Intended for healthcare professionals


Support for self care for patients with chronic disease

BMJ 2007; 335 doi: (Published 08 November 2007) Cite this as: BMJ 2007;335:968
  1. Anne Kennedy, research fellow,
  2. Anne Rogers, professor,
  3. Peter Bower, reader
  1. National Primary Care Research and Development Centre, University of Manchester, Manchester M13 9PL
  1. Correspondence to: A Kennedy anne.p.kennedy{at}
  • Accepted 16 September 2007

Anne Kennedy, Anne Rogers, and Peter Bower argue that effective self care requires fundamental changes in professional attitudes and the way health care is delivered

Effectively managing long term conditions and the burden they place on patients, professionals, and services is a major focus of current health policy. Support for self care is increasingly viewed as a core component of the management of long term conditions.1 However, despite the enthusiastic promotion of self care, randomised controlled trials often show modest benefits.2 We examine why current initiatives fail to deliver and suggest what needs to be done.

Potential benefits of self care

Self care is defined as the actions individuals “take to lead a healthy lifestyle; to meet their social, emotional and psychological needs; to care for their long-term condition; and to prevent further illness or accidents.”3 The potential benefits of self care are substantial.
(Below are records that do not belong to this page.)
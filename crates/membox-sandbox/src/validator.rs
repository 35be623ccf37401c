//! Pre-execution code validation.
//!
//! A cheap textual screen run before anything is sent to a worker. The
//! runtime hardening in the bootstrap is the real barrier; this pass exists
//! to reject obvious escape attempts early with a legible message instead
//! of spending a process spawn on them.

use crate::error::SandboxError;

/// Default ceiling on snippet size in bytes.
pub const DEFAULT_MAX_CODE_SIZE: usize = 64 * 1024;

/// Substrings that are never legitimate in a capability-only snippet.
const BANNED_PATTERNS: &[&str] = &[
    "eval(",
    "Function(",
    "import(",
    "require(",
    "Deno.",
    "__proto__",
    "constructor[",
    "constructor.constructor",
    "Reflect.",
    "globalThis[",
    "String.fromCharCode",
    "process.env",
    "process.exit",
    "process.argv",
    "process.binding",
    "XMLHttpRequest",
    "WebAssembly",
];

/// Validate a snippet before execution.
pub fn validate_code(code: &str, max_size: usize) -> Result<(), SandboxError> {
    if code.trim().is_empty() {
        return Err(SandboxError::Validation {
            reason: "code is empty".to_string(),
        });
    }
    if code.len() > max_size {
        return Err(SandboxError::CodeTooLarge {
            max: max_size,
            actual: code.len(),
        });
    }
    for pattern in BANNED_PATTERNS {
        if code.contains(pattern) {
            return Err(SandboxError::BannedPattern {
                pattern: (*pattern).to_string(),
            });
        }
    }
    Ok(())
}
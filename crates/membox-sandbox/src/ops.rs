//! deno_core op definitions for the membox sandbox.
//!
//! The `#[op2]` macro generates additional public items (v8 function
//! pointers, metadata structs) that cannot carry doc comments. We suppress
//! `missing_docs` at the module level; the actual functions are documented
//! below.
#![allow(missing_docs)]

use deno_core::op2;
use deno_core::OpState;
use deno_error::JsErrorBox;

use crate::capabilities::{MemoryStore, UpdateOutcome};

/// Wrapper for the marshaled locals payload stored in OpState.
pub struct ResultPayload(pub String);

/// Log a message from sandbox code.
#[op2(fast)]
pub fn op_membox_log(#[string] msg: &str) {
    tracing::info!(target: "membox::sandbox::js", "{}", msg);
}

/// Store the marshaled locals payload in OpState.
#[op2(fast)]
pub fn op_membox_set_result(state: &mut OpState, #[string] json: &str) {
    state.put(ResultPayload(json.to_string()));
}

/// Size in bytes of a file or directory tree; an empty path means the
/// whole memory root.
#[op2]
pub fn op_membox_get_size(state: &mut OpState, #[string] path: &str) -> Result<f64, JsErrorBox> {
    let mem = state.borrow::<MemoryStore>();
    mem.get_size(path)
        .map_err(|e| JsErrorBox::generic(e.to_string()))
}

/// Create or overwrite a file, enforcing the size ceilings.
#[op2]
pub fn op_membox_create_file(
    state: &mut OpState,
    #[string] path: &str,
    #[string] content: &str,
) -> Result<bool, JsErrorBox> {
    let mem = state.borrow::<MemoryStore>();
    mem.create_file(path, content)
        .map_err(|e| JsErrorBox::generic(e.to_string()))
}

/// Create a directory and any missing parents.
#[op2]
pub fn op_membox_create_dir(
    state: &mut OpState,
    #[string] path: &str,
) -> Result<bool, JsErrorBox> {
    let mem = state.borrow::<MemoryStore>();
    mem.create_dir(path)
        .map_err(|e| JsErrorBox::generic(e.to_string()))
}

/// Delete a file. `false` when it does not exist; confinement denials throw.
#[op2]
pub fn op_membox_delete_file(
    state: &mut OpState,
    #[string] path: &str,
) -> Result<bool, JsErrorBox> {
    let mem = state.borrow::<MemoryStore>();
    mem.delete_file(path)
        .map_err(|e| JsErrorBox::generic(e.to_string()))
}

/// Replace the first occurrence of `old_content` in a file.
///
/// Returns a JSON-encoded value the JS wrapper parses: `true` when the
/// replacement was applied, or an `"Error: …"` string when it was rejected,
/// mirroring the data-not-exception shape of the read operations.
#[op2]
#[string]
pub fn op_membox_update_file(
    state: &mut OpState,
    #[string] path: &str,
    #[string] old_content: &str,
    #[string] new_content: &str,
) -> Result<String, JsErrorBox> {
    let mem = state.borrow::<MemoryStore>();
    let outcome = mem
        .update_file(path, old_content, new_content)
        .map_err(|e| JsErrorBox::generic(e.to_string()))?;
    let value = match outcome {
        UpdateOutcome::Applied => serde_json::Value::Bool(true),
        UpdateOutcome::Rejected(msg) => serde_json::Value::String(format!("Error: {msg}")),
    };
    serde_json::to_string(&value)
        .map_err(|e| JsErrorBox::generic(format!("result serialization failed: {e}")))
}

/// Read a file; missing files come back as `Error: …` strings.
#[op2]
#[string]
pub fn op_membox_read_file(
    state: &mut OpState,
    #[string] path: &str,
) -> Result<String, JsErrorBox> {
    let mem = state.borrow::<MemoryStore>();
    mem.read_file(path)
        .map_err(|e| JsErrorBox::generic(e.to_string()))
}

/// Follow a `[[name]]` link to `name.md` and read it.
#[op2]
#[string]
pub fn op_membox_go_to_link(
    state: &mut OpState,
    #[string] link: &str,
) -> Result<String, JsErrorBox> {
    let mem = state.borrow::<MemoryStore>();
    mem.go_to_link(link)
        .map_err(|e| JsErrorBox::generic(e.to_string()))
}

/// Render the memory tree as indented text.
#[op2]
#[string]
pub fn op_membox_list_files(state: &mut OpState) -> Result<String, JsErrorBox> {
    let mem = state.borrow::<MemoryStore>();
    mem.list_files()
        .map_err(|e| JsErrorBox::generic(e.to_string()))
}

/// Does the path name an existing file? Never throws.
#[op2(fast)]
pub fn op_membox_file_exists(state: &mut OpState, #[string] path: &str) -> bool {
    state.borrow::<MemoryStore>().file_exists(path)
}

/// Does the path name an existing directory? Never throws.
#[op2(fast)]
pub fn op_membox_dir_exists(state: &mut OpState, #[string] path: &str) -> bool {
    state.borrow::<MemoryStore>().dir_exists(path)
}

deno_core::extension!(
    membox_ext,
    ops = [
        op_membox_log,
        op_membox_set_result,
        op_membox_get_size,
        op_membox_create_file,
        op_membox_create_dir,
        op_membox_delete_file,
        op_membox_update_file,
        op_membox_read_file,
        op_membox_go_to_link,
        op_membox_list_files,
        op_membox_file_exists,
        op_membox_dir_exists
    ],
);
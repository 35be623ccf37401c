//! Filesystem confinement for capability functions.
//!
//! Every path-accepting capability resolves its argument through a
//! [`Confinement`] before touching the filesystem. Resolution is lexical:
//! `.` and `..` components are normalized without consulting the filesystem,
//! then the candidate is checked component-wise against the canonicalized
//! root. A sibling directory whose name merely starts with the root's name
//! (`/mem-evil` vs `/mem`) is rejected.

use std::collections::BTreeSet;
use std::fmt;
use std::path::{Component, Path, PathBuf};

/// A path was rejected by the confinement policy.
#[derive(Debug, Clone, PartialEq, Eq)]
pub struct PathDenied {
    /// The path as the snippet supplied it.
    pub path: String,
}

impl fmt::Display for PathDenied {
    fn fmt(&self, f: &mut fmt::Formatter<'_>) -> fmt::Result {
        write!(f, "Access to '{}' is denied by sandbox.", self.path)
    }
}

impl std::error::Error for PathDenied {}

/// Confinement policy for one sandbox invocation.
#[derive(Debug, Clone)]
pub struct Confinement {
    root: Option<PathBuf>,
}

impl Confinement {
    /// Build a confinement policy. When a root is given it is created if
    /// missing and canonicalized, so symlinked roots compare correctly.
    pub fn new(root: Option<&Path>) -> std::io::Result<Self> {
        let root = match root {
            Some(r) => {
                std::fs::create_dir_all(r)?;
                Some(r.canonicalize()?)
            }
            None => None,
        };
        Ok(Self { root })
    }

    /// An unconfined policy for callers that opt out of a root.
    pub fn unconfined() -> Self {
        Self { root: None }
    }

    /// The canonicalized confinement root, if any.
    pub fn root(&self) -> Option<&Path> {
        self.root.as_deref()
    }

    /// Resolve a snippet-supplied path to an absolute path inside the root.
    ///
    /// Relative paths are interpreted against the root (or the process
    /// working directory when unconfined). The normalized result must sit at
    /// or below the root, component-wise.
    pub fn resolve(&self, raw: &str) -> Result<PathBuf, PathDenied> {
        let supplied = Path::new(raw);
        let base = match &self.root {
            Some(root) => root.clone(),
            None => {
                let joined = if supplied.is_absolute() {
                    supplied.to_path_buf()
                } else {
                    std::env::current_dir()
                        .map_err(|_| PathDenied { path: raw.to_string() })?
                        .join(supplied)
                };
                return Ok(normalize(&joined));
            }
        };

        let joined = if supplied.is_absolute() {
            supplied.to_path_buf()
        } else {
            base.join(supplied)
        };
        let normalized = normalize(&joined);
        if normalized.starts_with(&base) {
            Ok(normalized)
        } else {
            Err(PathDenied { path: raw.to_string() })
        }
    }
}

/// Lexically normalize a path: drop `.`, fold `..` into its parent. `..`
/// at the front of a relative path is kept (it cannot be folded), which a
/// subsequent `starts_with` check then rejects.
fn normalize(path: &Path) -> PathBuf {
    let mut out = PathBuf::new();
    for component in path.components() {
        match component {
            Component::CurDir => {}
            Component::ParentDir => {
                if !out.pop() {
                    out.push(Component::ParentDir);
                }
            }
            other => out.push(other),
        }
    }
    out
}

/// Parsed blacklist: bare names are neutralized as globals, dotted
/// `module.function` entries suppress individual capability functions.
#[derive(Debug, Clone, Default)]
pub struct Blacklist {
    bare: BTreeSet<String>,
    dotted: BTreeSet<(String, String)>,
}

impl Blacklist {
    /// Parse raw blacklist entries.
    pub fn parse<I, S>(entries: I) -> Self
    where
        I: IntoIterator<Item = S>,
        S: AsRef<str>,
    {
        let mut bare = BTreeSet::new();
        let mut dotted = BTreeSet::new();
        for entry in entries {
            let entry = entry.as_ref().trim();
            if entry.is_empty() {
                continue;
            }
            match entry.split_once('.') {
                Some((module, name)) if !module.is_empty() && !name.is_empty() => {
                    dotted.insert((module.to_string(), name.to_string()));
                }
                _ => {
                    bare.insert(entry.trim_matches('.').to_string());
                }
            }
        }
        Self { bare, dotted }
    }

    /// Is this capability function suppressed?
    pub fn is_denied(&self, module: &str, name: &str) -> bool {
        self.bare.contains(name)
            || self
                .dotted
                .contains(&(module.to_string(), name.to_string()))
    }

    /// Bare entries, to be shadowed as globals in the snippet's namespace.
    pub fn bare_names(&self) -> impl Iterator<Item = &str> {
        self.bare.iter().map(String::as_str)
    }
}

#[cfg(test)]
mod tests {
    use super::*;

    #[test]
    fn relative_paths_resolve_under_root() {
        let dir = tempfile::tempdir().unwrap();
        let conf = Confinement::new(Some(dir.path())).unwrap();
        let got = conf.resolve("notes/today.md").unwrap();
        assert!(got.starts_with(conf.root().unwrap()));
        assert!(got.ends_with("notes/today.md"));
    }

    #[test]
    fn parent_traversal_is_denied() {
        let dir = tempfile::tempdir().unwrap();
        let conf = Confinement::new(Some(dir.path())).unwrap();
        let err = conf.resolve("../outside.md").unwrap_err();
        assert_eq!(
            err.to_string(),
            "Access to '../outside.md' is denied by sandbox."
        );
    }

    #[test]
    fn interior_dotdot_that_stays_inside_is_allowed() {
        let dir = tempfile::tempdir().unwrap();
        let conf = Confinement::new(Some(dir.path())).unwrap();
        let got = conf.resolve("a/b/../c.md").unwrap();
        assert!(got.ends_with("a/c.md"));
    }

    #[test]
    fn sibling_with_shared_prefix_is_denied() {
        let base = tempfile::tempdir().unwrap();
        let root = base.path().join("mem");
        let conf = Confinement::new(Some(&root)).unwrap();
        let evil = base.path().join("mem-evil/secrets.md");
        assert!(conf.resolve(evil.to_str().unwrap()).is_err());
    }

    #[test]
    fn absolute_path_inside_root_is_allowed() {
        let dir = tempfile::tempdir().unwrap();
        let conf = Confinement::new(Some(dir.path())).unwrap();
        let inside = conf.root().unwrap().join("file.md");
        let got = conf.resolve(inside.to_str().unwrap()).unwrap();
        assert_eq!(got, inside);
    }

    #[test]
    fn absolute_path_outside_root_is_denied() {
        let dir = tempfile::tempdir().unwrap();
        let conf = Confinement::new(Some(dir.path())).unwrap();
        assert!(conf.resolve("/etc/passwd").is_err());
    }

    #[test]
    fn unconfined_accepts_anything() {
        let conf = Confinement::unconfined();
        assert!(conf.resolve("/etc/hosts").is_ok());
        assert!(conf.resolve("relative/file.md").is_ok());
    }

    #[test]
    fn blacklist_parses_bare_and_dotted() {
        let bl = Blacklist::parse(["delete_file", "memory.create_file", "", "  "]);
        assert!(bl.is_denied("memory", "delete_file"));
        assert!(bl.is_denied("other", "delete_file"));
        assert!(bl.is_denied("memory", "create_file"));
        assert!(!bl.is_denied("other", "create_file"));
        assert!(!bl.is_denied("memory", "read_file"));
        assert_eq!(bl.bare_names().collect::<Vec<_>>(), vec!["delete_file"]);
    }
}
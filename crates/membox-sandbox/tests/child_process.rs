//! End-to-end tests for child-process execution.
//!
//! These spawn the real `membox-worker` binary, so the workspace must be
//! built before running them (cargo builds the worker alongside the test
//! binaries).

use std::time::Duration;

use membox_sandbox::{ExecutionMode, ExecutionRequest, SandboxConfig, SandboxExecutor};
use serial_test::serial;

fn executor() -> SandboxExecutor {
    SandboxExecutor::new(SandboxConfig {
        execution_mode: ExecutionMode::ChildProcess,
        ..Default::default()
    })
}

#[tokio::test]
#[serial]
async fn simple_snippet_roundtrip() {
    let exec = executor();
    let outcome = exec
        .execute(&ExecutionRequest::new("x = 1 + 1"))
        .await
        .unwrap();
    assert!(outcome.is_success(), "error: {}", outcome.error);
    assert_eq!(outcome.locals.unwrap()["x"], 2);
}

#[tokio::test]
#[serial]
async fn snippet_exception_returns_locals_and_error() {
    let exec = executor();
    let outcome = exec
        .execute(&ExecutionRequest::new(
            "count = 3;\nthrow new Error(\"midway\")",
        ))
        .await
        .unwrap();
    assert!(outcome.error.starts_with("Exception in sandboxed code:\n"));
    assert!(outcome.error.contains("midway"));
    assert_eq!(outcome.locals.unwrap()["count"], 3);
}

#[tokio::test]
#[serial]
async fn infinite_loop_is_killed_on_time() {
    let exec = executor();
    let request =
        ExecutionRequest::new("while (true) {}").with_timeout(Duration::from_secs(2));
    let outcome = exec.execute(&request).await.unwrap();
    assert!(outcome.is_infrastructure_failure());
    assert_eq!(
        outcome.error,
        "TimeoutError: Code execution exceeded 2 seconds."
    );
}

#[tokio::test]
#[serial]
async fn memory_capabilities_work_across_the_process_boundary() {
    let dir = tempfile::tempdir().unwrap();
    let exec = executor();
    let request = ExecutionRequest::new(
        r#"
        create_file("notes/today.md", "alpha beta");
        updated = update_file("notes/today.md", "beta", "gamma");
        content = read_file("notes/today.md");
        tree = list_files();
        removed = delete_file("notes/today.md");
        "#,
    )
    .with_import_module("memory")
    .with_allowed_root(dir.path());
    let outcome = exec.execute(&request).await.unwrap();
    assert!(outcome.is_success(), "error: {}", outcome.error);
    let locals = outcome.locals.unwrap();
    assert_eq!(locals["updated"], true);
    assert_eq!(locals["content"], "alpha gamma");
    assert!(locals["tree"].as_str().unwrap().contains("today.md"));
    assert_eq!(locals["removed"], true);
    assert!(!dir.path().join("notes/today.md").exists());
}

#[tokio::test]
#[serial]
async fn get_size_counts_bytes() {
    let dir = tempfile::tempdir().unwrap();
    let exec = executor();
    let request = ExecutionRequest::new(
        r#"
        create_file("f.md", "12345");
        size = get_size("f.md");
        total = get_size();
        "#,
    )
    .with_import_module("memory")
    .with_allowed_root(dir.path());
    let outcome = exec.execute(&request).await.unwrap();
    assert!(outcome.is_success(), "error: {}", outcome.error);
    let locals = outcome.locals.unwrap();
    assert_eq!(locals["size"], 5.0);
    assert_eq!(locals["total"], 5.0);
}

#[tokio::test]
#[serial]
async fn update_with_missing_needle_is_data_not_exception() {
    let dir = tempfile::tempdir().unwrap();
    std::fs::write(dir.path().join("f.md"), "content").unwrap();
    let exec = executor();
    let request = ExecutionRequest::new(
        "result = update_file(\"f.md\", \"no such text\", \"x\")",
    )
    .with_import_module("memory")
    .with_allowed_root(dir.path());
    let outcome = exec.execute(&request).await.unwrap();
    assert!(outcome.is_success(), "error: {}", outcome.error);
    let result = outcome.locals.unwrap()["result"].clone();
    let msg = result.as_str().unwrap();
    assert!(msg.starts_with("Error: Could not find the exact text"), "got: {msg}");
    assert_eq!(std::fs::read_to_string(dir.path().join("f.md")).unwrap(), "content");
}

#[tokio::test]
#[serial]
async fn traversal_outside_the_root_is_denied() {
    let dir = tempfile::tempdir().unwrap();
    let exec = executor();
    let request = ExecutionRequest::new("read_file(\"../../etc/passwd\")")
        .with_import_module("memory")
        .with_allowed_root(dir.path());
    let outcome = exec.execute(&request).await.unwrap();
    assert!(!outcome.is_success());
    assert!(
        outcome.error.contains("is denied by sandbox."),
        "error: {}",
        outcome.error
    );
}

#[tokio::test]
#[serial]
async fn blacklisted_function_cannot_destroy_files() {
    let dir = tempfile::tempdir().unwrap();
    std::fs::write(dir.path().join("keep.md"), "precious").unwrap();
    let exec = executor();
    let request = ExecutionRequest::new("delete_file(\"keep.md\")")
        .with_import_module("memory")
        .with_allowed_root(dir.path())
        .with_blacklisted("memory.delete_file");
    let outcome = exec.execute(&request).await.unwrap();
    assert!(outcome.error.contains("is not a function"), "error: {}", outcome.error);
    assert!(dir.path().join("keep.md").is_file());
}

#[tokio::test]
#[serial]
async fn oversized_file_creation_is_rejected_by_the_ceiling() {
    let dir = tempfile::tempdir().unwrap();
    let exec = executor();
    let request =
        ExecutionRequest::new("create_file(\"big.md\", \"x\".repeat(2 * 1024 * 1024))")
            .with_import_module("memory")
            .with_allowed_root(dir.path());
    let outcome = exec.execute(&request).await.unwrap();
    assert!(!outcome.is_success());
    assert!(
        outcome.error.contains("too large to create"),
        "error: {}",
        outcome.error
    );
    assert!(!dir.path().join("big.md").exists());
}

#[tokio::test]
#[serial]
async fn nonserializable_local_survives_as_text() {
    let exec = executor();
    let outcome = exec
        .execute(&ExecutionRequest::new("f = function greet() { return 1; }"))
        .await
        .unwrap();
    assert!(outcome.is_success(), "error: {}", outcome.error);
    let locals = outcome.locals.unwrap();
    assert!(locals["f"].as_str().unwrap().contains("function"));
}

#[tokio::test]
#[serial]
async fn exit_is_controlled_termination() {
    let exec = executor();
    let outcome = exec
        .execute(&ExecutionRequest::new("a = 1; exit(0); b = 2"))
        .await
        .unwrap();
    assert!(outcome.is_success(), "error: {}", outcome.error);
    assert!(!outcome.locals.unwrap().contains_key("b"));

    let outcome = exec
        .execute(&ExecutionRequest::new("a = 1; exit(7)"))
        .await
        .unwrap();
    assert_eq!(outcome.error, "Sandboxed code called exit(7)");
    assert_eq!(outcome.locals.unwrap()["a"], 1);
}

#[tokio::test]
#[serial]
async fn preludes_install_into_the_worker() {
    let dir = tempfile::tempdir().unwrap();
    std::fs::write(
        dir.path().join("helpers.js"),
        "function triple(n) { return n * 3; }",
    )
    .unwrap();
    let manifest = dir.path().join("requirements.txt");
    std::fs::write(&manifest, "helpers.js\n").unwrap();

    let exec = executor();
    let request = ExecutionRequest::new("x = triple(7)")
        .with_requirements(&manifest)
        .with_allow_installs(true);
    let outcome = exec.execute(&request).await.unwrap();
    assert!(outcome.is_success(), "error: {}", outcome.error);
    assert_eq!(outcome.locals.unwrap()["x"], 21);
}

#[tokio::test]
#[serial]
async fn concurrent_executions_with_disjoint_roots_do_not_interfere() {
    let dir_a = tempfile::tempdir().unwrap();
    let dir_b = tempfile::tempdir().unwrap();
    let exec = executor();

    let req_a = ExecutionRequest::new("create_file(\"a.md\", \"from a\"); seen = list_files()")
        .with_import_module("memory")
        .with_allowed_root(dir_a.path());
    let req_b = ExecutionRequest::new("create_file(\"b.md\", \"from b\"); seen = list_files()")
        .with_import_module("memory")
        .with_allowed_root(dir_b.path());

    let (out_a, out_b) = tokio::join!(exec.execute(&req_a), exec.execute(&req_b));
    let out_a = out_a.unwrap();
    let out_b = out_b.unwrap();
    assert!(out_a.is_success(), "error: {}", out_a.error);
    assert!(out_b.is_success(), "error: {}", out_b.error);

    let tree_a = out_a.locals.unwrap()["seen"].as_str().unwrap().to_string();
    let tree_b = out_b.locals.unwrap()["seen"].as_str().unwrap().to_string();
    assert!(tree_a.contains("a.md") && !tree_a.contains("b.md"));
    assert!(tree_b.contains("b.md") && !tree_b.contains("a.md"));
    assert!(dir_a.path().join("a.md").is_file());
    assert!(dir_b.path().join("b.md").is_file());
}

#[tokio::test]
#[serial]
async fn bindings_and_log_flow_through_ipc() {
    let exec = executor();
    let request = ExecutionRequest::new("log(\"working\"); doubled = seed * 2")
        .with_binding("seed", serde_json::json!(21))
        .with_log(true);
    let outcome = exec.execute(&request).await.unwrap();
    assert!(outcome.is_success(), "error: {}", outcome.error);
    assert_eq!(outcome.locals.unwrap()["doubled"], 42);
}

#[tokio::test]
#[serial]
async fn worker_environment_is_scrubbed() {
    std::env::set_var("MEMBOX_TEST_SECRET", "hunter2");
    let exec = executor();
    // Deno is deleted and there is no process object; the only way a
    // snippet could see the secret is if a capability leaked it.
    let outcome = exec
        .execute(&ExecutionRequest::new(
            "leak = typeof Deno; proc = typeof process",
        ))
        .await
        .unwrap();
    std::env::remove_var("MEMBOX_TEST_SECRET");
    assert!(outcome.is_success(), "error: {}", outcome.error);
    let locals = outcome.locals.unwrap();
    assert_eq!(locals["leak"], "undefined");
    assert_eq!(locals["proc"], "undefined");
}
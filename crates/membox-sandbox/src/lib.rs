//! Process-isolated execution of agent-authored snippets against a
//! file-based memory.
//!
//! An agent turn that contains a code block becomes an
//! [`ExecutionRequest`]: the snippet, a wall-clock budget, a filesystem
//! confinement root, the capability functions to expose, and optional data
//! bindings. [`SandboxExecutor::execute`] runs the snippet in a fresh V8
//! isolate and always produces an [`ExecutionOutcome`], the `(locals,
//! error)` pair the conversation loop folds into the next turn.
//!
//! # Security model
//!
//! - Each execution gets a brand new isolate; no state leaks between calls.
//! - In the default [`ExecutionMode::ChildProcess`] the isolate lives in a
//!   `membox-worker` process spawned with a cleared environment, so a V8
//!   crash or abort never takes down the host.
//! - The snippet sees only the injected capability functions, `log`,
//!   `exit`, and its bindings. `Deno`, `eval`, and the `Function`
//!   constructors are stripped before it runs, and a textual validator
//!   rejects obvious escape attempts up front.
//! - Path-accepting capabilities resolve every argument against the
//!   confinement root; a denied path always surfaces as an error inside
//!   the snippet, never as silent success.
//! - CPU is bounded by a watchdog thread, memory by a V8 heap limit, and
//!   output by a payload size ceiling.

#![warn(missing_docs)]

pub mod audit;
pub mod capabilities;
pub mod confinement;
pub mod error;
mod executor;
mod host;
pub mod ipc;
#[cfg(feature = "metrics")]
pub mod metrics;
pub mod namespace;
mod ops;
mod request;
pub mod validator;

pub use error::SandboxError;
pub use executor::{run_snippet, ExecutionMode, SandboxConfig, SandboxExecutor};
pub use host::WORKER_BIN_ENV;
pub use request::{ExecutionOutcome, ExecutionRequest, DEFAULT_SANDBOX_TIMEOUT};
According to the proponents of the chronic care model (one of the most comprehensive models of care for long term conditions): “All patients with chronic illness make decisions and engage in behaviours that affect their health (self management). Disease control and outcomes depend to a significant degree on the effectiveness of self-management.”4

The Wanless report into NHS resource requirements identified effective self care as an essential part of the “fully engaged” scenario, which it predicted would bring about the greatest gains in public health.5

Supporting self care in the NHS

In the United Kingdom, the Department of Health views service delivery for long term conditions in three tiers.6 Case management is for patients with multiple, complex conditions, who get intensive, proactive care to avoid admissions. Disease management is for patients at some risk and involves guideline based primary care, facilitated by financial incentives. The final tier is self care support for low risk patients, estimated as 70-80% of those …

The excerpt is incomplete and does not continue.